Dataset records:

pub mod auth;
pub mod cache;
pub mod health;
pub mod http_client;
pub mod rate_limit;
pub mod repository;

/// Re-export commonly used types from adapters
pub use auth::JwtValidator;
pub use cache::{MemoryCache, NoopCache, RedisCache};
pub use http_client::HttpClientAdapter;
pub use rate_limit::RedisRateLimiter;
pub use repository::{InMemoryRouteRepository, PostgresRouteRepository};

To do: Nothing but the lines from the one containing "pub mod http_client;" through the last line of the material should be returned, each exactly as written, both ends included.

Solution to this exercise:
pub mod http_client;
pub mod rate_limit;
pub mod repository;

/// Re-export commonly used types from adapters
pub use auth::JwtValidator;
pub use cache::{MemoryCache, NoopCache, RedisCache};
pub use http_client::HttpClientAdapter;
pub use rate_limit::RedisRateLimiter;
pub use repository::{InMemoryRouteRepository, PostgresRouteRepository};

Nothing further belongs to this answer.